_DIRECTIONS FOR THIS TASK_.
From the material below, pull each line containing the string "names".

_DATA LISTING_.
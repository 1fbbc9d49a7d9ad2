//! Custom extractors for Axum handlers.

pub mod id_path;
pub mod lenient_json;

pub use id_path::IdPath;
pub use lenient_json::LenientJson;
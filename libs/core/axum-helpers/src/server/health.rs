use axum::{
    Json, Router,
    extract::State,
    http::StatusCode,
    response::{IntoResponse, Response},
    routing::get,
};
use core_config::AppInfo;
use futures::future::join_all;
use serde::Serialize;
use serde_json::{Map, Value, json};
use std::future::Future;
use std::pin::Pin;

#[derive(Serialize)]
pub struct HealthResponse {
    pub status: &'static str,
    pub name: &'static str,
    pub version: &'static str,
}

/// A boxed health check resolving to an error message on failure
pub type HealthCheckFuture<'a> = Pin<Box<dyn Future<Output = Result<(), String>> + Send + 'a>>;

/// Runs the named checks concurrently and aggregates the results.
///
/// The body always has `status` (`"ready"` or `"not ready"`) plus one
/// `"connected"`/`"disconnected"` entry per check. Any failure turns the
/// status into 503.
///
/// ```ignore
/// let checks: Vec<(&str, HealthCheckFuture)> = vec![(
///     "database",
///     Box::pin(async { check_health(&db).await.map_err(|e| e.to_string()) }),
/// )];
/// run_health_checks(checks).await
/// ```
pub async fn run_health_checks(
    checks: Vec<(&str, HealthCheckFuture<'_>)>,
) -> Result<(StatusCode, Json<Value>), (StatusCode, Json<Value>)> {
    let names: Vec<_> = checks.iter().map(|(name, _)| *name).collect();
    let futures: Vec<_> = checks.into_iter().map(|(_, check)| check).collect();
    let results = join_all(futures).await;

    let mut body = Map::new();
    let mut all_healthy = true;

    for (name, result) in names.into_iter().zip(results) {
        let status = match result {
            Ok(()) => "connected",
            Err(e) => {
                tracing::error!(check = name, error = %e, "Readiness check failed");
                all_healthy = false;
                "disconnected"
            }
        };
        body.insert(name.to_string(), json!(status));
    }

    body.insert(
        "status".to_string(),
        json!(if all_healthy { "ready" } else { "not ready" }),
    );

    if all_healthy {
        Ok((StatusCode::OK, Json(Value::Object(body))))
    } else {
        Err((StatusCode::SERVICE_UNAVAILABLE, Json(Value::Object(body))))
    }
}

/// Liveness handler: 200 whenever the process is serving.
pub async fn health_handler(State(app): State<AppInfo>) -> Response {
    let response = HealthResponse {
        status: "healthy",
        name: app.name,
        version: app.version,
    };

    (StatusCode::OK, Json(response)).into_response()
}

/// Router exposing `GET /health` for the given app.
pub fn health_router(app_info: AppInfo) -> Router {
    Router::new()
        .route("/health", get(health_handler))
        .with_state(app_info)
}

_ANSWER SECTION_.
    let names: Vec<_> = checks.iter().map(|(name, _)| *name).collect();
    for (name, result) in names.into_iter().zip(results) {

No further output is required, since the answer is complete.